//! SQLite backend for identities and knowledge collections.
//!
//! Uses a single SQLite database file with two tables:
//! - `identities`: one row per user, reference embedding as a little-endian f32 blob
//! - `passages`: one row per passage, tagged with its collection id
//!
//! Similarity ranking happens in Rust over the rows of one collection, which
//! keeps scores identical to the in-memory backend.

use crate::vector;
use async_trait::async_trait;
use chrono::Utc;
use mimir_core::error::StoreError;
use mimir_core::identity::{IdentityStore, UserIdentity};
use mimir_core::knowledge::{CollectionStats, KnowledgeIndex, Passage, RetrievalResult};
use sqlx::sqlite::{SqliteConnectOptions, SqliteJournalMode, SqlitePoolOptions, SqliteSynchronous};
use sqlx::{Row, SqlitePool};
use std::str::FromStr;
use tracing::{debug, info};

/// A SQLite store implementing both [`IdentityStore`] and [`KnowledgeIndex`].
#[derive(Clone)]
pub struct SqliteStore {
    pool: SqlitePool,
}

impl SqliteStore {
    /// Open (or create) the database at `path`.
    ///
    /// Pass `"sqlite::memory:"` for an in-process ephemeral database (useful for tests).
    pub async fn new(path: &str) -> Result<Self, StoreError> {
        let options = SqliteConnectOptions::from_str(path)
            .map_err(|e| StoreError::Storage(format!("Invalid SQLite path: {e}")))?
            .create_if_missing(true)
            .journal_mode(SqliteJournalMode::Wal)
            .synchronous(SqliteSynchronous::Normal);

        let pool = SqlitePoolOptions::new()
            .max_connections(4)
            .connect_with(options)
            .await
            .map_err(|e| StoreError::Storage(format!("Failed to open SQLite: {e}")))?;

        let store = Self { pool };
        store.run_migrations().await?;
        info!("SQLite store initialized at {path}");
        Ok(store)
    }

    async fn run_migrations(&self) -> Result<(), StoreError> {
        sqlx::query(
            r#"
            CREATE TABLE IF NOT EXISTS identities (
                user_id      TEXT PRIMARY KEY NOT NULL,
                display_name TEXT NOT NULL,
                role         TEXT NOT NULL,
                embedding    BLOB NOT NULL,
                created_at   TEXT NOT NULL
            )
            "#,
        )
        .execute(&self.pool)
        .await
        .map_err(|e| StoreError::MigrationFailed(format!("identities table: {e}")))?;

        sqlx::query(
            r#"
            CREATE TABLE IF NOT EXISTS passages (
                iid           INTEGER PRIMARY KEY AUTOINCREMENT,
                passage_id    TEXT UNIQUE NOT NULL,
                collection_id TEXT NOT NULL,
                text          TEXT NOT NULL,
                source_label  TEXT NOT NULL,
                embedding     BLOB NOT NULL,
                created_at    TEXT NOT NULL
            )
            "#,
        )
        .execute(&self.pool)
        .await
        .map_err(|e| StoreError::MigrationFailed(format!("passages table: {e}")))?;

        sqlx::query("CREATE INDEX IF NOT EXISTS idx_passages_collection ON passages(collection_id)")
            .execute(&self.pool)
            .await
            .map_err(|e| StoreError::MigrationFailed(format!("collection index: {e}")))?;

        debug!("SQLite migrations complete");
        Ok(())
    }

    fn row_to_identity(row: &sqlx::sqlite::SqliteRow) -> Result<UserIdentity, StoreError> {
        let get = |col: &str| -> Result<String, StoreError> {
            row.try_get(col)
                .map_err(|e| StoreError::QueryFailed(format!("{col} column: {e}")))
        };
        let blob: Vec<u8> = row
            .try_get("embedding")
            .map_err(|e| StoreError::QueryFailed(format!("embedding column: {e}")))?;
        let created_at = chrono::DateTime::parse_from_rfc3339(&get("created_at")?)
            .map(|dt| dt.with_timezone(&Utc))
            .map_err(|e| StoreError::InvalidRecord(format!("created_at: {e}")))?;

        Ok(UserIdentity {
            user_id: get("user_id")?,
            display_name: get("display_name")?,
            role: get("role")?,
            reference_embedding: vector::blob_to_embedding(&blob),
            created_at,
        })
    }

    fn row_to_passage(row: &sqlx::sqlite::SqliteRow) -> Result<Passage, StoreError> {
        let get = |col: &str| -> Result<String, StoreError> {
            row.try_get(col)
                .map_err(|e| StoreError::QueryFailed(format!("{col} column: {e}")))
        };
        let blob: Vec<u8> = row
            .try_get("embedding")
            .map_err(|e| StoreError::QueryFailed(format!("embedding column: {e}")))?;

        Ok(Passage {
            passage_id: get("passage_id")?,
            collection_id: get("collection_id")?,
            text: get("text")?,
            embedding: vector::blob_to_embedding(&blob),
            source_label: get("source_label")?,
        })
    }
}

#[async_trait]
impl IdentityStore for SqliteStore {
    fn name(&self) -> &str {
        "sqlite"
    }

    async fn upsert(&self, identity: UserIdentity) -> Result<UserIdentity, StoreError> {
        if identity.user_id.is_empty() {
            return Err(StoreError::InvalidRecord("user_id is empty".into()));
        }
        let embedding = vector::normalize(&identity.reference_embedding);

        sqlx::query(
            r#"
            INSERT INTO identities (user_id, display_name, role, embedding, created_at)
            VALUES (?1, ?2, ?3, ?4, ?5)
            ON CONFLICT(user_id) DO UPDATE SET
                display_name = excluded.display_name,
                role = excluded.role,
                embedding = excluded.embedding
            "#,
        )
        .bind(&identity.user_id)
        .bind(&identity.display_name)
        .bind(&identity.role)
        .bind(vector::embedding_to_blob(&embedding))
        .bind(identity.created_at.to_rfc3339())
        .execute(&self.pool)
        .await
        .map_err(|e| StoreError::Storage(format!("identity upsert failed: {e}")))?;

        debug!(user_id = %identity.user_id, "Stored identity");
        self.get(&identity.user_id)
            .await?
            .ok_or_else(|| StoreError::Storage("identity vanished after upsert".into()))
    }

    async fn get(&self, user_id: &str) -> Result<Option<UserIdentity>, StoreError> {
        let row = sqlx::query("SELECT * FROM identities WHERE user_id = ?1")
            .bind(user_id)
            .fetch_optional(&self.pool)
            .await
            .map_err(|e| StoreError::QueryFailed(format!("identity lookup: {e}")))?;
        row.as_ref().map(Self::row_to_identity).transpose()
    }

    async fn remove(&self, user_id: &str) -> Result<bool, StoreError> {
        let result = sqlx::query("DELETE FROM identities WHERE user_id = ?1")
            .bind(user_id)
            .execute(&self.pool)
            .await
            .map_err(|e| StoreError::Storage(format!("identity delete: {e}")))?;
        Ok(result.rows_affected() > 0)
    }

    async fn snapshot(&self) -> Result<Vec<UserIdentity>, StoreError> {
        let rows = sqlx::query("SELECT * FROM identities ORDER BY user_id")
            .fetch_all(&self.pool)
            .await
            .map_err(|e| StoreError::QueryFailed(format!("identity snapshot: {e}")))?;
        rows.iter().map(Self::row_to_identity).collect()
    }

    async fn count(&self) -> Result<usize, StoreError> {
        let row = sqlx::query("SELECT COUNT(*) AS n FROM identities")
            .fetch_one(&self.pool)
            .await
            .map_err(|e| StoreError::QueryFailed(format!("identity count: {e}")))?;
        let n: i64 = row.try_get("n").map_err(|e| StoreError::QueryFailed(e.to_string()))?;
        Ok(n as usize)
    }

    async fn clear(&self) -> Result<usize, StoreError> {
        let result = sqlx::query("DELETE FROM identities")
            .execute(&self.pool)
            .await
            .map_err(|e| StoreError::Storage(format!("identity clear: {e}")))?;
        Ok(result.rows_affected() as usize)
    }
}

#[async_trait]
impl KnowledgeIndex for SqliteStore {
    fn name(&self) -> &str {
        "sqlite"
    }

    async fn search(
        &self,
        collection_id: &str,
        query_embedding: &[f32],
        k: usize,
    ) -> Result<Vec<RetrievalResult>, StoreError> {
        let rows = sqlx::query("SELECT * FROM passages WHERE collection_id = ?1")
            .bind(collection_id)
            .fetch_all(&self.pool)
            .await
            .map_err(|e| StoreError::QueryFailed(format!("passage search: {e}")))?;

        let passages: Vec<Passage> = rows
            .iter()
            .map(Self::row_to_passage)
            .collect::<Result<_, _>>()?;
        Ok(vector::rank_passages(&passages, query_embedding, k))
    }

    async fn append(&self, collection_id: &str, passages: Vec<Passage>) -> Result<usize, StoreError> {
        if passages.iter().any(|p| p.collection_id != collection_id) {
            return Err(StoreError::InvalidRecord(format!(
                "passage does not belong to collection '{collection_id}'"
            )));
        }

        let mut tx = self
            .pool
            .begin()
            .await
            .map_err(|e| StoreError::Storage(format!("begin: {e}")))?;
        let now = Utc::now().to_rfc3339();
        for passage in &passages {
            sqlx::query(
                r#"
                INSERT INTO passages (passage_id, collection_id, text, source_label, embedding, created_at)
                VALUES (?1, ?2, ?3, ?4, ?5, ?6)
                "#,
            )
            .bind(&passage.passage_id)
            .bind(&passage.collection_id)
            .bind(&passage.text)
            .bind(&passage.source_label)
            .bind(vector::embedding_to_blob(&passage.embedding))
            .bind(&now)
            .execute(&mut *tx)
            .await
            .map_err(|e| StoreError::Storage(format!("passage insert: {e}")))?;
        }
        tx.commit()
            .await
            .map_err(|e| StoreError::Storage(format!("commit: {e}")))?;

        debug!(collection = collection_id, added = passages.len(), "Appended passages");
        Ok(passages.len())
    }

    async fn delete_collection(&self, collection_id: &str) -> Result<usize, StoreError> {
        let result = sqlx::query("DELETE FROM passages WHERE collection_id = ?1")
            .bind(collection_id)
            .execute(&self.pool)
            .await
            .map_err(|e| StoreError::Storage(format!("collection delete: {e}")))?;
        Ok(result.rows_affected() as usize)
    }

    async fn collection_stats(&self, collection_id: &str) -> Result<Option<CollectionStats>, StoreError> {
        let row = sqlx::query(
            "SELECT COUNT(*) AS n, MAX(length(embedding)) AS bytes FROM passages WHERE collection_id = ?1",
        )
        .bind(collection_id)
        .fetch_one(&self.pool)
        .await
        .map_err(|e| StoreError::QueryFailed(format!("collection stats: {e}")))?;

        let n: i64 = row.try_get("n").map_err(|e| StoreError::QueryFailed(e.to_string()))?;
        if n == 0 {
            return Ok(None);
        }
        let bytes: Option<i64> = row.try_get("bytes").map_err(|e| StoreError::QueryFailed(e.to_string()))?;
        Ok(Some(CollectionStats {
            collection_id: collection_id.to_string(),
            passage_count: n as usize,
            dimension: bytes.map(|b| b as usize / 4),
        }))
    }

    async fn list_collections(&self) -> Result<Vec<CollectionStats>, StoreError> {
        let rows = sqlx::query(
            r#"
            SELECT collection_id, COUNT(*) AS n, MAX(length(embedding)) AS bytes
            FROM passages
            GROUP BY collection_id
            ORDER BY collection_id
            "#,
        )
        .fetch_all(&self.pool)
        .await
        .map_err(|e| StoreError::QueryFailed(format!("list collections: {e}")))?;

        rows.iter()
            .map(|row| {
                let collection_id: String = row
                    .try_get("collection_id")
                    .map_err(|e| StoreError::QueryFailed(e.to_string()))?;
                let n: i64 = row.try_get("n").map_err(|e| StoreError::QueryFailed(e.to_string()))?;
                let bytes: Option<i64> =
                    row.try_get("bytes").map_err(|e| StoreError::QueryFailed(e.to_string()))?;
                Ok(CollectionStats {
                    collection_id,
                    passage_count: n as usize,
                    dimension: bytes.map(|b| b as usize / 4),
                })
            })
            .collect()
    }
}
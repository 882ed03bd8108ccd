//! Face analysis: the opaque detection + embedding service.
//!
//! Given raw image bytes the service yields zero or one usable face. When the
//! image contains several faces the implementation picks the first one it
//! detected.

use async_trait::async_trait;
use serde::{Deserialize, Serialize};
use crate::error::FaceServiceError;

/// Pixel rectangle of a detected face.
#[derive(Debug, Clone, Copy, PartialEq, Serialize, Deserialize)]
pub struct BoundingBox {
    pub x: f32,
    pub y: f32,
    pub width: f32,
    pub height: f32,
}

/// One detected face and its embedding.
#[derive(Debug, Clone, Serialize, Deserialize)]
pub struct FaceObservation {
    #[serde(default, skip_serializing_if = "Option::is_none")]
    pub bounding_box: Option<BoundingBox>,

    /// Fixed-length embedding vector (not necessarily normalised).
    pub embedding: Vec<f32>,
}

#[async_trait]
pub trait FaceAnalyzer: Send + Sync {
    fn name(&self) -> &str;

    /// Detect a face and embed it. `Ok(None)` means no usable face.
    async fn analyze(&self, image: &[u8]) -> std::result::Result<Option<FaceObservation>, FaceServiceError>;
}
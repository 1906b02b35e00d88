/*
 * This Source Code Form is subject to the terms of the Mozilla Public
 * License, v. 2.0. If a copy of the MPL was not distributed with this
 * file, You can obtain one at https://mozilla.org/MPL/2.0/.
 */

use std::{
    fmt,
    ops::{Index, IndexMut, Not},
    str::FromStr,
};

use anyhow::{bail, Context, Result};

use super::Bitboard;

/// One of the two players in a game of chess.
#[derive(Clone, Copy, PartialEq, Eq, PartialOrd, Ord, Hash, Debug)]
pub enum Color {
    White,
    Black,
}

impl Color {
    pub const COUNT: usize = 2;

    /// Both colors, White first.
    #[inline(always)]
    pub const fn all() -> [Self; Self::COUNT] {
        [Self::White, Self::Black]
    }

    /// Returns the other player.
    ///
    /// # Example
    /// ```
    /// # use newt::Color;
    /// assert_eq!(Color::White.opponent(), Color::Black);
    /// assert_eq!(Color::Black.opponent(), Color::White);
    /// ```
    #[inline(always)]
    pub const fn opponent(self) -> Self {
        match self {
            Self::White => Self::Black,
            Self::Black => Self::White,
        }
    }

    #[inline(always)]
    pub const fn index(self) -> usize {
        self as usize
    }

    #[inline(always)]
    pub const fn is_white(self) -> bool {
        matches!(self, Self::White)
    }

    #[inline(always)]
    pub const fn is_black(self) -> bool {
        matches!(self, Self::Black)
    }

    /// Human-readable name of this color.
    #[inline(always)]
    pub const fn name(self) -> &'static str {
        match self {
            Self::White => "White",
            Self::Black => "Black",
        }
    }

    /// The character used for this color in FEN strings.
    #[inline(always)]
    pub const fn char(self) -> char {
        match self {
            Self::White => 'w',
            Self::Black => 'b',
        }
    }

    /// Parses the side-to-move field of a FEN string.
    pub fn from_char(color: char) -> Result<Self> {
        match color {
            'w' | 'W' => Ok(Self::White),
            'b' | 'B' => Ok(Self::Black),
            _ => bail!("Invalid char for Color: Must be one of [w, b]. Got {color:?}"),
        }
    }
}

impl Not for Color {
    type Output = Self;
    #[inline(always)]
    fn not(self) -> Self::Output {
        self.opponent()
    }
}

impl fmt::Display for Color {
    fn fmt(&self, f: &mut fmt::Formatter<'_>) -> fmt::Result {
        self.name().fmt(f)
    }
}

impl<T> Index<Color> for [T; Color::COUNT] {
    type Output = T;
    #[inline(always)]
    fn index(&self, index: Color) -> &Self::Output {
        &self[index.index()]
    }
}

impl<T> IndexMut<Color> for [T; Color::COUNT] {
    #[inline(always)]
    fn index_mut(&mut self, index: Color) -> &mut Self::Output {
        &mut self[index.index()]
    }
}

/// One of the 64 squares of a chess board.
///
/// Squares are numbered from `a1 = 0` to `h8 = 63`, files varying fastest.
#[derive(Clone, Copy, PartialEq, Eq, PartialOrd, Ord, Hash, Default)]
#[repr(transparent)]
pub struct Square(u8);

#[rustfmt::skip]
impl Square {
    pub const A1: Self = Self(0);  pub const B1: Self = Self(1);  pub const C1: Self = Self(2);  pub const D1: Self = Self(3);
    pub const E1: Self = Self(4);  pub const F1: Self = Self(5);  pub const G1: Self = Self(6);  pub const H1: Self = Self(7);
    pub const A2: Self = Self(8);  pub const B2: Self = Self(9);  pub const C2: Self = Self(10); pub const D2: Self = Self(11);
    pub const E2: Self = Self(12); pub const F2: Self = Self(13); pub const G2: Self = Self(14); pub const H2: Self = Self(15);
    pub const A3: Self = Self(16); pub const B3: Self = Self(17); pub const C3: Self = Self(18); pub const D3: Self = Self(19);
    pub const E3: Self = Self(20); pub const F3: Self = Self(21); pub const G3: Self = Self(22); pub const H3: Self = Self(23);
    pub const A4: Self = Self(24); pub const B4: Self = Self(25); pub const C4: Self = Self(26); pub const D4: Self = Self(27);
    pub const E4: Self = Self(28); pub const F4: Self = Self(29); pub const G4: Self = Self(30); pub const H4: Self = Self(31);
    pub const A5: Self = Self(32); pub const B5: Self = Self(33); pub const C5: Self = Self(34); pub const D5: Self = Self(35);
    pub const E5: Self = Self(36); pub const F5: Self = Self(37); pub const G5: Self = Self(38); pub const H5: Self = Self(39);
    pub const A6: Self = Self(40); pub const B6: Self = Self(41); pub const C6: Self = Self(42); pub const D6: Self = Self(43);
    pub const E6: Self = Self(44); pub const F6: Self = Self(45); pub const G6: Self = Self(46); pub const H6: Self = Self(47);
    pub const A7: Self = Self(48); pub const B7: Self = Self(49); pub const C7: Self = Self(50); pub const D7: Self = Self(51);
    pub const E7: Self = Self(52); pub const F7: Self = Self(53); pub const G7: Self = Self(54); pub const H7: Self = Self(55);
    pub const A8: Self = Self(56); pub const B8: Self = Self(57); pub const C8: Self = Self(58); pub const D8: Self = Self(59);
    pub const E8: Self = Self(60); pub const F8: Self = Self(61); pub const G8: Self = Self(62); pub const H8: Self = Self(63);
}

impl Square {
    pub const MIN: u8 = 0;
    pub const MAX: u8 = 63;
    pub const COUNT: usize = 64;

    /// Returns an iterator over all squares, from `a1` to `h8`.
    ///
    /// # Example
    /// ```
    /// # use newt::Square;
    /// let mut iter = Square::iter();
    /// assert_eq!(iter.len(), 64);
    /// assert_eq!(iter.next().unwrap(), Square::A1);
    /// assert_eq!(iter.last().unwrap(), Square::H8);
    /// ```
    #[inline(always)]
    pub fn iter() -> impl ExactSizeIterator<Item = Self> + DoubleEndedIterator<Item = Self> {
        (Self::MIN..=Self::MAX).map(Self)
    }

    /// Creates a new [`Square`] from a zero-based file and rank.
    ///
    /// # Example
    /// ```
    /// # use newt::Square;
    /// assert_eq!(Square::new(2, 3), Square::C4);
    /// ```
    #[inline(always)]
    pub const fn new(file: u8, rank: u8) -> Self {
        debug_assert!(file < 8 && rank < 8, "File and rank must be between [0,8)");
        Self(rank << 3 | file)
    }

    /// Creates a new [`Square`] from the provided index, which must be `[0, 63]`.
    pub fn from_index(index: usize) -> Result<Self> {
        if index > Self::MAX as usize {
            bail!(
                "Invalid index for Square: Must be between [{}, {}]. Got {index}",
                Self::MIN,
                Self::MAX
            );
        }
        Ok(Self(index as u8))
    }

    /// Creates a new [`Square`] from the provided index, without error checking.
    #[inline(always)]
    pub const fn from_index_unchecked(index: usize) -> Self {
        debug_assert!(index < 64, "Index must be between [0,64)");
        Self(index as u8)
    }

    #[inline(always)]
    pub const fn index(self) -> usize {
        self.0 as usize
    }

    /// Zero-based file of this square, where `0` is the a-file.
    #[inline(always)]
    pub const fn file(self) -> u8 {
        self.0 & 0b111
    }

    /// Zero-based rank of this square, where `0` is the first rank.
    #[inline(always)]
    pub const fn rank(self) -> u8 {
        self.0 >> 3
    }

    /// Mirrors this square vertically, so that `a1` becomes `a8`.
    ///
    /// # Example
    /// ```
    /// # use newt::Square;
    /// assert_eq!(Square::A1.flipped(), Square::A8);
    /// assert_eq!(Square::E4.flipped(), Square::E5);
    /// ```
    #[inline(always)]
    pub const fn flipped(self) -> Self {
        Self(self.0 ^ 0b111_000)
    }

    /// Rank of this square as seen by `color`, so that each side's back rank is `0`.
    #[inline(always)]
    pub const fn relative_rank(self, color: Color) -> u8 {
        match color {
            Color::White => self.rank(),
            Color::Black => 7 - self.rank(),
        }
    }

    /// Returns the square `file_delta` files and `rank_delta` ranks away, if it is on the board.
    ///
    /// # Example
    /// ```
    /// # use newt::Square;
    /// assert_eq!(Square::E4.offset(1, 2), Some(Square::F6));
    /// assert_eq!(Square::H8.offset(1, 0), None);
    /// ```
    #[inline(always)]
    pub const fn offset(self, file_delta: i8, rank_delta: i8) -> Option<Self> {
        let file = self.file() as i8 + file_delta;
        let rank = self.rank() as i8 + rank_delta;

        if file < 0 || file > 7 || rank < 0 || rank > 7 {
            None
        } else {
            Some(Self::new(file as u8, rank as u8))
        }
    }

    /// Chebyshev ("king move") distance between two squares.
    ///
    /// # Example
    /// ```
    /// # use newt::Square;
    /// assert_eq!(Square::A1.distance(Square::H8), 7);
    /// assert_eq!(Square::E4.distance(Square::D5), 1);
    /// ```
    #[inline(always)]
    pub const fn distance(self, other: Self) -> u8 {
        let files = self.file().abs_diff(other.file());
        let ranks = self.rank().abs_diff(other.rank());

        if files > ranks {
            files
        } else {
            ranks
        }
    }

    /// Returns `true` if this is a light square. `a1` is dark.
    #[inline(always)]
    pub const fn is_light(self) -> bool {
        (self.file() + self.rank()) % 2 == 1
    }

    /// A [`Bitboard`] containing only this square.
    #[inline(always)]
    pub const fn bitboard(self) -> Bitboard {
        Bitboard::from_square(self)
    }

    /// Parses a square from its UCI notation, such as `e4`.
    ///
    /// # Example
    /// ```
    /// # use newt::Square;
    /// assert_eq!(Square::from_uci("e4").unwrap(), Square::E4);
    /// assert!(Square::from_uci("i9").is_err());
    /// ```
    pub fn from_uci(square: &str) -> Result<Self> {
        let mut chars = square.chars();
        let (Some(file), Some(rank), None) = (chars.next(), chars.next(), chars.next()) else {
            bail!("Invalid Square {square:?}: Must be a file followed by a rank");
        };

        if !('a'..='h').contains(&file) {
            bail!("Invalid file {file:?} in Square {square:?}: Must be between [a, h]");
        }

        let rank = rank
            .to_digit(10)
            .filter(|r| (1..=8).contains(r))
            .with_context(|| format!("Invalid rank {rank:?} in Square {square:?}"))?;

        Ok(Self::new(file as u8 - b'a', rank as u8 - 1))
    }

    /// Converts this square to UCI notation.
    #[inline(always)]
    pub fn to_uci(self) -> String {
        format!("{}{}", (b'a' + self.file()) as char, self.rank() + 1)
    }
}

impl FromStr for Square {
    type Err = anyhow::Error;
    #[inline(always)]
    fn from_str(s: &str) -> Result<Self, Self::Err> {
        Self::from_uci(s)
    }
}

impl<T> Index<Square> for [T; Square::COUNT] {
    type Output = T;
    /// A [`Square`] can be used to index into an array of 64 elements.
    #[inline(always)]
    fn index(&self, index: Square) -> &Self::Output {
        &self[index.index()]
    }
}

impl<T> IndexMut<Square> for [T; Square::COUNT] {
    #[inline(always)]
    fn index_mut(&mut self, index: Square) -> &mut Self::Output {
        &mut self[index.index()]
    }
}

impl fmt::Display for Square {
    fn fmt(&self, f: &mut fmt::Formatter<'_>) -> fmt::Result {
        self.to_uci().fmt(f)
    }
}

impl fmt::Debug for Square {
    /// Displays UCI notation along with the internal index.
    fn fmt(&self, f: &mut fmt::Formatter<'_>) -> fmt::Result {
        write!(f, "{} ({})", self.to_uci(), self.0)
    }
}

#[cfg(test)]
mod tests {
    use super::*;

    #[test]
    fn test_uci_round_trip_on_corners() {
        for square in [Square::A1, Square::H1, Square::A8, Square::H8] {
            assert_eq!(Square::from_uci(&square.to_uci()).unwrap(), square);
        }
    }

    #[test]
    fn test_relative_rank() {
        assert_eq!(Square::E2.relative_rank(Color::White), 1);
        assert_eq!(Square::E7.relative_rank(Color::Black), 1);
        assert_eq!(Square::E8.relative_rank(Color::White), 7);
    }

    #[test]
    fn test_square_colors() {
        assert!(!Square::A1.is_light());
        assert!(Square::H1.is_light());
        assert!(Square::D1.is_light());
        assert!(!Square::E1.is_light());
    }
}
◇ ◇ ◇
• REQUIRED WORK
Each line from the top of the data, up to and including the line that contains "use mimir_core::error::StoreError;", should be set down exactly.

• ANSWER TO THE EXERCISE
//! SQLite backend for identities and knowledge collections.
//!
//! Uses a single SQLite database file with two tables:
//! - `identities`: one row per user, reference embedding as a little-endian f32 blob
//! - `passages`: one row per passage, tagged with its collection id
//!
//! Similarity ranking happens in Rust over the rows of one collection, which
//! keeps scores identical to the in-memory backend.

use crate::vector;
use async_trait::async_trait;
use chrono::Utc;
use mimir_core::error::StoreError;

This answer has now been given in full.